I have a contact form that when submitted emails the form's details and saves them to a database. I also need to add the submitted email address to a Mailchimp list.

The Idea

Create a hidden form that grabs the input from the form being completed. When the visible form is submitted, use jQuery to submit both forms.

Implementation

The HTML...

<form id="contact" action="/some/action.php" method="POST">
<input type="text" name="firstName" />
<input type="text" name="lastName" />
<input id="emailInput" type="email" name="email" />
</form>

<form id="mcForm" action=" method="POST">
<input id="mcEmail" type="email" name="email" />
</form>

Always grab your DOM element

First, we're going to grab our form.
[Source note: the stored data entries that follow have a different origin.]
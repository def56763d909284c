//! OTLP/HTTP span export
//!
//! Closed spans are queued without blocking and posted in batches by a
//! background task as OTLP JSON (`ExportTraceServiceRequest`) to the
//! collector's traces endpoint. A full queue or a failed request drops the
//! spans involved; nothing is retried.

use crate::config::TelemetryConfig;
use crate::error::{ObserveError, Result};
use crate::telemetry::{AttributeValue, SpanExporter, SpanRecord, SINK_ERRORS};
use async_trait::async_trait;
use reqwest::header::{HeaderMap, HeaderName, HeaderValue};
use serde::Serialize;
use std::sync::Mutex;
use tokio::sync::mpsc;
use tokio::task::JoinHandle;

const SCOPE_NAME: &str = env!("CARGO_PKG_NAME");
const SCOPE_VERSION: &str = env!("CARGO_PKG_VERSION");

// Span kind and status codes from the OTLP trace protocol
const SPAN_KIND_INTERNAL: u8 = 1;
const STATUS_UNSET: u8 = 0;
const STATUS_ERROR: u8 = 2;

#[derive(Debug, Serialize)]
#[serde(rename_all = "camelCase")]
struct ExportRequest {
    resource_spans: Vec<ResourceSpans>,
}

#[derive(Debug, Serialize)]
#[serde(rename_all = "camelCase")]
struct ResourceSpans {
    resource: Resource,
    scope_spans: Vec<ScopeSpans>,
}

#[derive(Debug, Serialize)]
struct Resource {
    attributes: Vec<KeyValue>,
}

#[derive(Debug, Serialize)]
struct ScopeSpans {
    scope: Scope,
    spans: Vec<OtlpSpan>,
}

#[derive(Debug, Serialize)]
struct Scope {
    name: &'static str,
    version: &'static str,
}

#[derive(Debug, Serialize)]
#[serde(rename_all = "camelCase")]
struct OtlpSpan {
    trace_id: String,
    span_id: String,
    #[serde(skip_serializing_if = "Option::is_none")]
    parent_span_id: Option<String>,
    name: String,
    kind: u8,
    start_time_unix_nano: String,
    end_time_unix_nano: String,
    attributes: Vec<KeyValue>,
    status: Status,
}

#[derive(Debug, Serialize)]
struct Status {
    code: u8,
    #[serde(skip_serializing_if = "String::is_empty")]
    message: String,
}

#[derive(Debug, Serialize)]
struct KeyValue {
    key: String,
    value: AnyValue,
}

/// 64-bit integers travel as strings in OTLP JSON
#[derive(Debug, Serialize)]
enum AnyValue {
    #[serde(rename = "stringValue")]
    String(String),
    #[serde(rename = "intValue")]
    Int(String),
    #[serde(rename = "doubleValue")]
    Double(f64),
    #[serde(rename = "boolValue")]
    Bool(bool),
}

impl From<&AttributeValue> for AnyValue {
    fn from(value: &AttributeValue) -> Self {
        match value {
            AttributeValue::String(v) => AnyValue::String(v.clone()),
            AttributeValue::Int(v) => AnyValue::Int(v.to_string()),
            AttributeValue::Float(v) => AnyValue::Double(*v),
            AttributeValue::Bool(v) => AnyValue::Bool(*v),
        }
    }
}

impl From<&SpanRecord> for OtlpSpan {
    fn from(span: &SpanRecord) -> Self {
        let start = span.started_at.timestamp_nanos_opt().unwrap_or_default();
        let elapsed = i64::try_from(span.duration.as_nanos()).unwrap_or(i64::MAX);

        let status = match span.error_message() {
            Some(message) if span.error => Status {
                code: STATUS_ERROR,
                message: message.to_string(),
            },
            _ if span.error => Status {
                code: STATUS_ERROR,
                message: String::new(),
            },
            _ => Status {
                code: STATUS_UNSET,
                message: String::new(),
            },
        };

        Self {
            trace_id: span.trace_id.clone(),
            span_id: span.span_id.clone(),
            parent_span_id: span.parent_span_id.clone(),
            name: span.name.clone(),
            kind: SPAN_KIND_INTERNAL,
            start_time_unix_nano: start.to_string(),
            end_time_unix_nano: start.saturating_add(elapsed).to_string(),
            attributes: span
                .attributes
                .iter()
                .map(|(key, value)| KeyValue {
                    key: key.clone(),
                    value: value.into(),
                })
                .collect(),
            status,
        }
    }
}

fn encode(service_name: &str, spans: &[SpanRecord]) -> ExportRequest {
    ExportRequest {
        resource_spans: vec![ResourceSpans {
            resource: Resource {
                attributes: vec![KeyValue {
                    key: "service.name".to_string(),
                    value: AnyValue::String(service_name.to_string()),
                }],
            },
            scope_spans: vec![ScopeSpans {
                scope: Scope {
                    name: SCOPE_NAME,
                    version: SCOPE_VERSION,
                },
                spans: spans.iter().map(OtlpSpan::from).collect(),
            }],
        }],
    }
}

fn header_map(headers: &std::collections::BTreeMap<String, String>) -> Result<HeaderMap> {
    let mut map = HeaderMap::new();
    for (name, value) in headers {
        let name = HeaderName::from_bytes(name.as_bytes())
            .map_err(|e| ObserveError::Config(format!("invalid OTLP header '{}': {}", name, e)))?;
        let value = HeaderValue::from_str(value)
            .map_err(|e| ObserveError::Config(format!("invalid OTLP header value: {}", e)))?;
        map.insert(name, value);
    }
    Ok(map)
}

/// Batches closed spans to an OTLP/HTTP collector
pub struct OtlpSpanExporter {
    endpoint: String,
    sender: Mutex<Option<mpsc::Sender<SpanRecord>>>,
    worker: Mutex<Option<JoinHandle<()>>>,
}

impl OtlpSpanExporter {
    /// Start the export task on the current tokio runtime
    pub fn spawn(config: &TelemetryConfig) -> Result<Self> {
        let endpoint = config
            .otlp_endpoint
            .clone()
            .ok_or_else(|| ObserveError::Config("otlp_endpoint is not set".to_string()))?;
        let runtime = tokio::runtime::Handle::try_current()
            .map_err(|e| ObserveError::Config(format!("OTLP exporter needs a tokio runtime: {}", e)))?;

        let client = reqwest::Client::builder()
            .timeout(config.otlp_timeout())
            .default_headers(header_map(&config.otlp_headers)?)
            .build()
            .map_err(|e| ObserveError::Config(format!("OTLP http client: {}", e)))?;

        let (sender, receiver) = mpsc::channel(config.otlp_queue_capacity.max(1));
        let worker = Worker {
            client,
            endpoint: endpoint.clone(),
            service_name: config.service_name.clone(),
            batch_size: config.otlp_batch_size.max(1),
        };
        let handle = runtime.spawn(worker.run(receiver));

        tracing::info!(endpoint = %endpoint, "OTLP span exporter started");

        Ok(Self {
            endpoint,
            sender: Mutex::new(Some(sender)),
            worker: Mutex::new(Some(handle)),
        })
    }

    pub fn endpoint(&self) -> &str {
        &self.endpoint
    }
}

#[async_trait]
impl SpanExporter for OtlpSpanExporter {
    fn export(&self, span: SpanRecord) -> Result<()> {
        let sender = self
            .sender
            .lock()
            .map_err(|e| ObserveError::Export(format!("lock poisoned: {}", e)))?;
        let Some(sender) = sender.as_ref() else {
            return Err(ObserveError::Export("OTLP exporter is shut down".to_string()));
        };

        sender.try_send(span).map_err(|e| match e {
            mpsc::error::TrySendError::Full(_) => {
                ObserveError::Export("OTLP export queue is full".to_string())
            }
            mpsc::error::TrySendError::Closed(_) => {
                ObserveError::Export("OTLP export task has stopped".to_string())
            }
        })
    }

    /// Close the queue and wait until every queued span has been posted
    async fn shutdown(&self) -> Result<()> {
        drop(self.sender.lock().ok().and_then(|mut s| s.take()));

        let handle = self.worker.lock().ok().and_then(|mut w| w.take());
        if let Some(handle) = handle {
            handle
                .await
                .map_err(|e| ObserveError::Export(format!("OTLP export task failed: {}", e)))?;
        }
        Ok(())
    }
}

struct Worker {
    client: reqwest::Client,
    endpoint: String,
    service_name: String,
    batch_size: usize,
}

impl Worker {
    async fn run(self, mut receiver: mpsc::Receiver<SpanRecord>) {
        let mut batch = Vec::with_capacity(self.batch_size);

        while receiver.recv_many(&mut batch, self.batch_size).await > 0 {
            if let Err(e) = self.post(&batch).await {
                tracing::warn!(
                    endpoint = %self.endpoint,
                    spans = batch.len(),
                    error = %e,
                    "Failed to export spans"
                );
                metrics::counter!(SINK_ERRORS, "sink" => "otlp").increment(1);
            }
            batch.clear();
        }

        tracing::debug!(endpoint = %self.endpoint, "OTLP span exporter stopped");
    }

    async fn post(&self, spans: &[SpanRecord]) -> Result<()> {
        let body = encode(&self.service_name, spans);
        let response = self
            .client
            .post(&self.endpoint)
            .json(&body)
            .send()
            .await
            .map_err(|e| ObserveError::Export(format!("OTLP request: {}", e)))?;

        let status = response.status();
        if !status.is_success() {
            return Err(ObserveError::Export(format!("collector returned {}", status)));
        }

        tracing::trace!(endpoint = %self.endpoint, spans = spans.len(), "Spans exported");
        Ok(())
    }
}

#[cfg(test)]
mod tests {
    use super::*;
    use crate::telemetry::{Telemetry, ATTR_USERNAME};
    use std::sync::Arc;
    use wiremock::matchers::{header, method, path};
    use wiremock::{Mock, MockServer, ResponseTemplate};

    fn config_for(server: &MockServer) -> TelemetryConfig {
        TelemetryConfig {
            service_name: "otlp-test".to_string(),
            otlp_endpoint: Some(format!("{}/v1/traces", server.uri())),
            otlp_headers: [("x-tenant".to_string(), "blue".to_string())]
                .into_iter()
                .collect(),
            ..Default::default()
        }
    }

    #[tokio::test]
    async fn test_spans_posted_as_otlp_json() {
        let server = MockServer::start().await;
        Mock::given(method("POST"))
            .and(path("/v1/traces"))
            .and(header("x-tenant", "blue"))
            .respond_with(ResponseTemplate::new(200))
            .mount(&server)
            .await;

        let exporter = Arc::new(OtlpSpanExporter::spawn(&config_for(&server)).unwrap());
        let telemetry = Telemetry::new("otlp-test", exporter.clone());

        let result: std::result::Result<(), String> = telemetry
            .with_span("login", async {
                Telemetry::annotate(ATTR_USERNAME, "alice");
                Err("Invalid credentials".to_string())
            })
            .await;
        assert!(result.is_err());
        telemetry.shutdown().await;

        let requests = server.received_requests().await.unwrap();
        assert_eq!(requests.len(), 1);
        let body: serde_json::Value = serde_json::from_slice(&requests[0].body).unwrap();

        let resource = &body["resourceSpans"][0];
        assert_eq!(resource["resource"]["attributes"][0]["key"], "service.name");
        assert_eq!(
            resource["resource"]["attributes"][0]["value"]["stringValue"],
            "otlp-test"
        );

        let span = &resource["scopeSpans"][0]["spans"][0];
        assert_eq!(span["name"], "login");
        assert_eq!(span["traceId"].as_str().unwrap().len(), 32);
        assert_eq!(span["spanId"].as_str().unwrap().len(), 16);
        assert_eq!(span["status"]["code"], 2);
        assert_eq!(span["status"]["message"], "Invalid credentials");

        let attributes = span["attributes"].as_array().unwrap();
        assert!(attributes.iter().any(|kv| {
            kv["key"] == "user.username" && kv["value"]["stringValue"] == "alice"
        }));
        assert!(attributes
            .iter()
            .any(|kv| kv["key"] == "error" && kv["value"]["boolValue"] == true));
    }

    #[tokio::test]
    async fn test_collector_failure_does_not_change_outcome() {
        let server = MockServer::start().await;
        Mock::given(method("POST"))
            .respond_with(ResponseTemplate::new(503))
            .mount(&server)
            .await;

        let exporter = Arc::new(OtlpSpanExporter::spawn(&config_for(&server)).unwrap());
        let telemetry = Telemetry::new("otlp-test", exporter);

        let value: std::result::Result<u8, String> =
            telemetry.with_span("list_messages", async { Ok(3) }).await;
        telemetry.shutdown().await;

        assert_eq!(value, Ok(3));
        assert_eq!(server.received_requests().await.unwrap().len(), 1);
    }

    #[tokio::test]
    async fn test_export_after_shutdown_is_rejected() {
        let server = MockServer::start().await;
        let exporter = OtlpSpanExporter::spawn(&config_for(&server)).unwrap();
        assert_eq!(exporter.endpoint(), format!("{}/v1/traces", server.uri()));

        exporter.shutdown().await.unwrap();

        let telemetry = Telemetry::new("otlp-test", Arc::new(exporter));
        let _: std::result::Result<(), String> = telemetry.with_span("late", async { Ok(()) }).await;
        assert_eq!(
            telemetry.counter_value(SINK_ERRORS, &[("sink", "span_exporter")]),
            1
        );
    }

    #[test]
    fn test_spawn_requires_endpoint_and_runtime() {
        assert!(matches!(
            OtlpSpanExporter::spawn(&TelemetryConfig::default()),
            Err(ObserveError::Config(_))
        ));

        let config = TelemetryConfig {
            otlp_endpoint: Some("http://127.0.0.1:4318/v1/traces".to_string()),
            ..Default::default()
        };
        assert!(matches!(
            OtlpSpanExporter::spawn(&config),
            Err(ObserveError::Config(_))
        ));
    }

    #[test]
    fn test_int_attributes_encoded_as_strings() {
        let value = serde_json::to_value(AnyValue::from(&AttributeValue::Int(42))).unwrap();
        assert_eq!(value, serde_json::json!({"intValue": "42"}));
    }
}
There are different ways of doing this, but we gave the form an ID, so let's grab that. Once we have our form we need to write a function for when the form submits. The first thing our function should do is prevent the form's default action. We're then going to assign variables to the email input fields we need. To complete this function we'll assign the contact form email value to the Mailchimp form email input. Finally, create a callback function that will submit to Mailchimp.
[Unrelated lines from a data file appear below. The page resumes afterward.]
//! Redis cache backend

use super::{CacheBackend, CacheConnection};
use crate::config::CacheConfig;
use crate::error::{ObserveError, Result};
use async_trait::async_trait;
use redis::aio::MultiplexedConnection;
use redis::{AsyncCommands, IntoConnectionInfo};
use std::time::Duration;

/// Dials multiplexed tokio connections to a Redis server
pub struct RedisBackend {
    client: redis::Client,
    connect_timeout: Duration,
}

impl RedisBackend {
    pub fn new(config: &CacheConfig) -> Result<Self> {
        let mut info = config
            .url
            .as_str()
            .into_connection_info()
            .map_err(|e| ObserveError::Config(format!("invalid redis url: {}", e)))?;
        if let Some(ref password) = config.password {
            info.redis.password = Some(password.clone());
        }

        let client = redis::Client::open(info)
            .map_err(|e| ObserveError::Config(format!("invalid redis url: {}", e)))?;
        Ok(Self {
            client,
            connect_timeout: config.connect_timeout(),
        })
    }
}

#[async_trait]
impl CacheBackend for RedisBackend {
    async fn dial(&self) -> Result<Box<dyn CacheConnection>> {
        let conn = tokio::time::timeout(
            self.connect_timeout,
            self.client.get_multiplexed_async_connection(),
        )
        .await
        .map_err(|_| {
            ObserveError::Timeout(format!(
                "redis connect exceeded {}s",
                self.connect_timeout.as_secs()
            ))
        })?
        .map_err(cache_err)?;

        Ok(Box::new(RedisConnection { conn }))
    }

    fn name(&self) -> &str {
        "redis"
    }
}

/// One Redis connection, released on drop
pub struct RedisConnection {
    conn: MultiplexedConnection,
}

#[async_trait]
impl CacheConnection for RedisConnection {
    async fn ping(&mut self) -> Result<()> {
        let pong: String = redis::cmd("PING")
            .query_async(&mut self.conn)
            .await
            .map_err(cache_err)?;
        if pong == "PONG" {
            Ok(())
        } else {
            Err(ObserveError::Cache(format!("unexpected PING reply: {}", pong)))
        }
    }

    async fn push_front(&mut self, key: &str, value: &str) -> Result<()> {
        self.conn
            .lpush::<_, _, ()>(key, value)
            .await
            .map_err(cache_err)
    }

    async fn trim(&mut self, key: &str, start: isize, stop: isize) -> Result<()> {
        self.conn
            .ltrim::<_, ()>(key, start, stop)
            .await
            .map_err(cache_err)
    }

    async fn range(&mut self, key: &str, start: isize, stop: isize) -> Result<Vec<String>> {
        self.conn
            .lrange::<_, Vec<String>>(key, start, stop)
            .await
            .map_err(cache_err)
    }

    async fn list_len(&mut self, key: &str) -> Result<usize> {
        self.conn.llen::<_, usize>(key).await.map_err(cache_err)
    }

    async fn set_with_expiry(&mut self, key: &str, value: &str, ttl: Duration) -> Result<()> {
        self.conn
            .set_ex::<_, _, ()>(key, value, ttl.as_secs().max(1))
            .await
            .map_err(cache_err)
    }

    async fn get(&mut self, key: &str) -> Result<Option<String>> {
        self.conn
            .get::<_, Option<String>>(key)
            .await
            .map_err(cache_err)
    }

    async fn delete(&mut self, key: &str) -> Result<()> {
        self.conn.del::<_, ()>(key).await.map_err(cache_err)
    }
}

fn cache_err(e: redis::RedisError) -> ObserveError {
    if e.is_connection_refusal() || e.is_connection_dropped() || e.is_io_error() {
        ObserveError::Connection(e.to_string())
    } else {
        ObserveError::Cache(e.to_string())
    }
}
Note: .val() is a jQuery method that will return the value of that element if it has one. .val( value ) is a jQuery method that will assign whatever value is.

<script>
$('#contact').submit(function(event) {
event.preventDefault();

// the value of the email input
contactEmail = $('#emailInput').val();

// the DOM node of the Mailchimp input var
$mcEmail = $('#mcEmail')

// assign contactEmail to $mcEmail
$mcEmail.val(contactEmail);

// callback function where all the magic will happen
submitMC();
}
</script>

Meat and Potatoes

Our callback function will submit the Mailchimp form. But like before, we need to assign some variables and prevent the form’s default action. Then we'll perform an asynchronous HTTP (Ajax) request using the jQuery method, .ajax(). The Ajax method will take several options/settings. After our successful AJAX request we'll submit our Mailchimp form, and create another callback function to submit our original contact form.
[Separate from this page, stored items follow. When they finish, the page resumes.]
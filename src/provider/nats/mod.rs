//! NATS JetStream audit broker
//!
//! Audit events land on a JetStream stream bound to the audit subject, so
//! they outlive the process and can be replayed by inspection drains.

mod client;

pub use client::{NatsClient, NatsReplay};

use crate::config::BrokerConfig;
use crate::error::Result;
use crate::provider::{AuditConsumer, AuditProducer, BrokerConnector};
use async_trait::async_trait;
use std::time::Duration;

/// Dials NATS JetStream on demand
///
/// Construction does no I/O. Each producer or consumer holds its own
/// connection and closes it on drop.
pub struct NatsBroker {
    config: BrokerConfig,
}

impl NatsBroker {
    pub fn new(config: BrokerConfig) -> Self {
        Self { config }
    }

    pub fn config(&self) -> &BrokerConfig {
        &self.config
    }
}

#[async_trait]
impl BrokerConnector for NatsBroker {
    async fn producer(&self) -> Result<Box<dyn AuditProducer>> {
        let client = NatsClient::connect(&self.config).await?;
        Ok(Box::new(NatsProducer { client }))
    }

    async fn consumer(&self, topic: &str, identity: &str) -> Result<Box<dyn AuditConsumer>> {
        let client = NatsClient::connect(&self.config).await?;
        let replay = client.replay(topic, identity).await?;
        Ok(Box::new(NatsConsumer {
            replay,
            _client: client,
        }))
    }

    fn name(&self) -> &str {
        "nats"
    }
}

/// Producer holding one JetStream connection
pub struct NatsProducer {
    client: NatsClient,
}

#[async_trait]
impl AuditProducer for NatsProducer {
    async fn send(&mut self, topic: &str, payload: Vec<u8>) -> Result<u64> {
        self.client.publish(topic, payload).await
    }
}

/// Consumer for a single drain; the connection lives as long as it does
pub struct NatsConsumer {
    replay: NatsReplay,
    _client: NatsClient,
}

#[async_trait]
impl AuditConsumer for NatsConsumer {
    async fn next(&mut self, idle: Duration) -> Result<Option<Vec<u8>>> {
        self.replay.next_payload(idle).await
    }
}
Note: To get the form's action URL we will use the jQuery method .attr(attributeName). This will return a string. .serialize() is a jQuery method that will encode form elements as a string for submission. The dataType: "jsonp" is specific for Mailchimp and has to do with the callback function at the end of the action URL.

<script>
function submitMC() {
var that = this;
var $mcForm = $(&#039;#mcForm&#039;);

$mcForm.submit(function(event) {
event.preventDefault();
var $form = $(this);
var url = $form.attr(&#039;action&#039;);

$.ajax({
type: "POST",
url: url,
data: $form.seralize(),
dataType: "jsonp",
success: function(data) {
that.submitContact();
}
});
});

$mcForm.submit();
}
</script>

Submit the contact form

Note: We're using .unbind( event ) to remove the previously attached event listener from our original function.

<script>
function submitContact() {
$('#contact').unbind('submit').submit();
}
</script>

Mailchimp specifics

The forms action URL needs some specific parameters, and the final segment should be /post-json instead of simply /post. The specific parameters are the Mailchimp user ID and the list ID where the email address is being submitted. Also, add c=? to the end of the URL, which pertains to Mailchimp's callback function. The end of the action URL should look something like this:

/subscribe/post-json?u=XXXXXXXXXXX&id=XXXXXXXX&c=?

Follow consent rules

Finally, we need to add a checkbox confirming the user's consent to add their email address to our Mailchimp list, and adjust our contact form submission function to check whether that value is true or not.

<form id="contact" action="/some/action.php" method="POST">
...
<input type="checkbox" id="subConfirmation" name="subConfirmation" value="newsletter"/>
...
</form>

Now let's update the original contact submission function to check if the user consented.

<script>
$('#contact').submit(function(event) {
event.preventDefault();
var isChecked = document.getElementById('subConfirmation').checked;
if (isChecked) {
// if true, run our Mailchimp stuff
var contactEmail = $('#emailInput').val();
var $mcEmail = $('#mcEmail')
$mcEmail.val(contactEmail);
submitMC();
} else {
// the user hasn't given consent, just submit the contact form
submitContact();
}
}
</script>

Now we have a contact form with a consent input, that when checked will also submit the user’s email address to our Mailchimp list!